Dopo ore di fuga, Tommaso S. si è presentato in ospedale: è accusato di omicidio stradale per la morte del poliziotto Aniello Scarpati.
È finita la fuga del presunto pirata della strada responsabile dell’incidente in cui ha perso la vita l’agente di polizia Aniello Scarpati, morto la scorsa notte mentre era in servizio. Dopo alcune ore di irreperibilità, Tommaso S., 28 anni, imprenditore di Torre del Greco, si è presentato al pronto soccorso dell’ospedale Maresca, dove è stato immediatamente piantonato dagli agenti e posto in stato di fermo con l’accusa di omicidio stradale e omissione di soccorso.
Secondo quanto ricostruito dagli investigatori, il giovane era alla guida del Suv BMW che, procedendo a forte velocità lungo viale Europa, ha invaso la corsia opposta centrando in pieno la volante della polizia. Nell’impatto è morto sul colpo l’assistente capo coordinatore Aniello Scarpati, 47 anni, sposato e padre di tre figli. Il collega, Ciro Cozzolino, è rimasto gravemente ferito ma non sarebbe in pericolo di vita.

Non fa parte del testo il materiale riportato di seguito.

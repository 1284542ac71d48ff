//! The connection boundary to a MySQL master: an opaque "run a command /
//! read a packet / run a query" trait, plus the bit-exact command encoders
//! `ReplicationSession` hands to it. Grounded on `original_source/Slave.cpp`
//! (`register_slave_on_master`, `request_dump_wo_gtid`, `request_dump`,
//! `net_store_length_fast`/`net_store_data`).

use byteorder::{ByteOrder, LittleEndian};

use crate::errors::TransportError;
use crate::position::Position;

/// One row of a `SHOW`/`SELECT` result, as strings (MySQL text protocol).
pub type TextRow = Vec<Option<String>>;

/// The wire operations a `ReplicationSession` needs from a MySQL connection.
/// The crate ships no TCP/TLS implementation, only this trait boundary and
/// a test-only in-memory [`MockTransport`].
pub trait Transport {
    /// Establish (or re-establish) the underlying connection.
    fn connect(&mut self) -> Result<(), TransportError>;

    /// Run a `SELECT`/`SHOW` style query and collect every row as strings.
    fn query(&mut self, sql: &str) -> Result<Vec<TextRow>, TransportError>;

    /// Send a raw command packet (command byte folded into `body[0]` by the
    /// caller's encoder) and wait for the server's ack/error response.
    fn command(&mut self, command_byte: u8, body: &[u8]) -> Result<(), TransportError>;

    /// Read one binlog-stream packet after a dump request. Returns the
    /// packet payload (OK-marker byte included, per spec §4.5).
    fn read_packet(&mut self) -> Result<Vec<u8>, TransportError>;

    /// Unblock any in-flight [`Transport::read_packet`] and release the
    /// connection. Safe to call from a different thread than the one
    /// currently blocked in `read_packet` (spec §5).
    fn shutdown(&mut self);
}

pub(crate) const COM_BINLOG_DUMP: u8 = 0x12;
pub(crate) const COM_REGISTER_SLAVE: u8 = 0x15;
pub(crate) const COM_BINLOG_DUMP_GTID: u8 = 0x1e;

const BINLOG_THROUGH_GTID: u16 = 4;

/// MySQL's "net_store" length-prefixed encoding: one byte for lengths below
/// 251, else `0xFC` followed by a little-endian `u16`.
fn net_store_data(out: &mut Vec<u8>, data: &[u8]) {
    if data.len() < 251 {
        out.push(data.len() as u8);
    } else {
        out.push(0xFC);
        let mut len_buf = [0u8; 2];
        LittleEndian::write_u16(&mut len_buf, data.len() as u16);
        out.extend_from_slice(&len_buf);
    }
    out.extend_from_slice(data);
}

/// Build a `COM_REGISTER_SLAVE` body (spec §4.5): `server_id`, length-prefixed
/// hostname, length-prefixed fixed `"begun_slave"` user/pass, `port=0`,
/// `rpl_recovery_rank=0`, `master_id=0` (server fills it in).
pub fn encode_register_slave(server_id: u32, hostname: &str) -> Vec<u8> {
    let mut buf = Vec::with_capacity(32 + hostname.len());
    let mut server_id_buf = [0u8; 4];
    LittleEndian::write_u32(&mut server_id_buf, server_id);
    buf.extend_from_slice(&server_id_buf);
    net_store_data(&mut buf, hostname.as_bytes());
    net_store_data(&mut buf, b"begun_slave");
    net_store_data(&mut buf, b"begun_slave");
    buf.extend_from_slice(&[0u8; 2]); // port
    buf.extend_from_slice(&[0u8; 4]); // rpl_recovery_rank
    buf.extend_from_slice(&[0u8; 4]); // master_id, server-assigned
    buf
}

/// Build a `COM_BINLOG_DUMP` body: `pos:u32 | flags:u16=0 | server_id:u32 | log_name`.
pub fn encode_binlog_dump(log_name: &str, log_pos: u32, server_id: u32) -> Vec<u8> {
    let mut buf = Vec::with_capacity(10 + log_name.len());
    let mut pos_buf = [0u8; 4];
    LittleEndian::write_u32(&mut pos_buf, log_pos);
    buf.extend_from_slice(&pos_buf);
    buf.extend_from_slice(&[0u8; 2]); // flags
    let mut server_id_buf = [0u8; 4];
    LittleEndian::write_u32(&mut server_id_buf, server_id);
    buf.extend_from_slice(&server_id_buf);
    buf.extend_from_slice(log_name.as_bytes());
    buf
}

/// Build a `COM_BINLOG_DUMP_GTID` body (spec §3/§6):
/// `flags:u16=4 | server_id:u32 | log_name_len:u32=0 | log_pos:u64=4 | gtid_size:u32 | gtid_data`.
pub fn encode_binlog_dump_gtid(server_id: u32, position: &Position) -> Vec<u8> {
    let gtid_size = position.encoded_gtid_size();
    let mut buf = vec![0u8; 22 + gtid_size];
    LittleEndian::write_u16(&mut buf[0..2], BINLOG_THROUGH_GTID);
    LittleEndian::write_u32(&mut buf[2..6], server_id);
    LittleEndian::write_u32(&mut buf[6..10], 0); // log_name_len
    LittleEndian::write_u64(&mut buf[10..18], 4); // log_pos
    LittleEndian::write_u32(&mut buf[18..22], gtid_size as u32);
    position.encode_gtid(&mut buf[22..]);
    buf
}

/// Command bytes used by [`ReplicationSession`](crate::session::ReplicationSession).
pub(crate) mod command {
    pub(crate) use super::{COM_BINLOG_DUMP, COM_BINLOG_DUMP_GTID, COM_REGISTER_SLAVE};
}

/// An in-memory [`Transport`] for embedders' own tests (and this crate's).
pub mod mock {
    use std::collections::VecDeque;

    use super::*;

    /// An in-memory `Transport` for tests: canned query responses plus a
    /// queue of binlog packets to hand back from `read_packet`.
    #[derive(Default)]
    pub struct MockTransport {
        pub query_responses: std::collections::HashMap<String, Vec<TextRow>>,
        pub packets: VecDeque<Vec<u8>>,
        pub connected: bool,
        pub shutdown_called: bool,
        pub sent_commands: Vec<(u8, Vec<u8>)>,
    }

    impl MockTransport {
        pub fn new() -> Self {
            MockTransport::default()
        }

        pub fn with_query(mut self, sql: &str, rows: Vec<TextRow>) -> Self {
            self.query_responses.insert(sql.to_owned(), rows);
            self
        }

        pub fn push_packet(&mut self, packet: Vec<u8>) {
            self.packets.push_back(packet);
        }
    }

    impl Transport for MockTransport {
        fn connect(&mut self) -> Result<(), TransportError> {
            self.connected = true;
            Ok(())
        }

        fn query(&mut self, sql: &str) -> Result<Vec<TextRow>, TransportError> {
            self.query_responses
                .get(sql)
                .cloned()
                .ok_or_else(|| TransportError::Mysql {
                    code: 0,
                    message: format!("no canned response for query: {}", sql),
                })
        }

        fn command(&mut self, command_byte: u8, body: &[u8]) -> Result<(), TransportError> {
            self.sent_commands.push((command_byte, body.to_vec()));
            Ok(())
        }

        fn read_packet(&mut self) -> Result<Vec<u8>, TransportError> {
            self.packets.pop_front().ok_or(TransportError::EndOfData)
        }

        fn shutdown(&mut self) {
            self.shutdown_called = true;
            self.connected = false;
        }
    }
}

#[cfg(test)]
mod tests {
    use super::*;

    #[test]
    fn net_store_data_uses_one_byte_prefix_under_251() {
        let mut buf = Vec::new();
        net_store_data(&mut buf, b"host");
        assert_eq!(buf, vec![4, b'h', b'o', b's', b't']);
    }

    #[test]
    fn net_store_data_uses_0xfc_prefix_at_or_above_251() {
        let data = vec![0x41u8; 300];
        let mut buf = Vec::new();
        net_store_data(&mut buf, &data);
        assert_eq!(buf[0], 0xFC);
        assert_eq!(LittleEndian::read_u16(&buf[1..3]), 300);
        assert_eq!(&buf[3..], &data[..]);
    }

    #[test]
    fn register_slave_body_layout() {
        let body = encode_register_slave(7, "host");
        assert_eq!(LittleEndian::read_u32(&body[0..4]), 7);
        assert_eq!(&body[4..9], &[4, b'h', b'o', b's', b't']);
        // "begun_slave" is 11 bytes, one-byte length prefix
        let user_start = 9;
        assert_eq!(body[user_start], 11);
        assert_eq!(&body[user_start + 1..user_start + 12], b"begun_slave");
        let pass_start = user_start + 12;
        assert_eq!(body[pass_start], 11);
        let after_pass = pass_start + 12;
        assert_eq!(&body[after_pass..after_pass + 2], &[0, 0]); // port
        assert_eq!(&body[after_pass + 2..after_pass + 6], &[0, 0, 0, 0]); // recovery rank
        assert_eq!(&body[after_pass + 6..after_pass + 10], &[0, 0, 0, 0]); // master_id
    }

    #[test]
    fn binlog_dump_body_layout() {
        let body = encode_binlog_dump("mysql-bin.000003", 1234, 42);
        assert_eq!(LittleEndian::read_u32(&body[0..4]), 1234);
        assert_eq!(&body[4..6], &[0, 0]);
        assert_eq!(LittleEndian::read_u32(&body[6..10]), 42);
        assert_eq!(&body[10..], b"mysql-bin.000003");
    }

    #[test]
    fn binlog_dump_gtid_body_layout() {
        let mut pos = Position::new();
        pos.parse_gtid("ae00751acb5f11e69d92e03f490fd3db:1-12:15-17").unwrap();
        let body = encode_binlog_dump_gtid(42, &pos);
        assert_eq!(LittleEndian::read_u16(&body[0..2]), 4);
        assert_eq!(LittleEndian::read_u32(&body[2..6]), 42);
        assert_eq!(LittleEndian::read_u32(&body[6..10]), 0);
        assert_eq!(LittleEndian::read_u64(&body[10..18]), 4);
        let gtid_size = pos.encoded_gtid_size();
        assert_eq!(LittleEndian::read_u32(&body[18..22]), gtid_size as u32);
        assert_eq!(body.len(), 22 + gtid_size);
    }
}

Al momento del terribile schianto, nel Suv viaggiavano cinque persone, tra cui tre minorenni, tutti rimasti feriti in modo lieve. Dopo l’incidente, il conducente si era dato alla fuga, rendendosi irreperibile per diverse ore. La svolta è arrivata intorno alle 13.30, quando il 28enne si è presentato in ospedale con evidenti ecchimosi e una frattura al setto nasale.
Tommaso S., incensurato e titolare con la famiglia di un ingrosso di abbigliamento, è ora sottoposto a test tossicologici per accertare l’eventuale assunzione di alcol o sostanze stupefacenti. La Procura di Torre Annunziata ha aperto un’inchiesta per ricostruire l’esatta dinamica dell’incidente e verificare le responsabilità del giovane conducente.
La città di Torre del Greco resta sotto shock per la morte di Aniello Scarpati, descritto dai colleghi come un poliziotto esperto e sempre disponibile, esempio di dedizione e coraggio al servizio della comunità.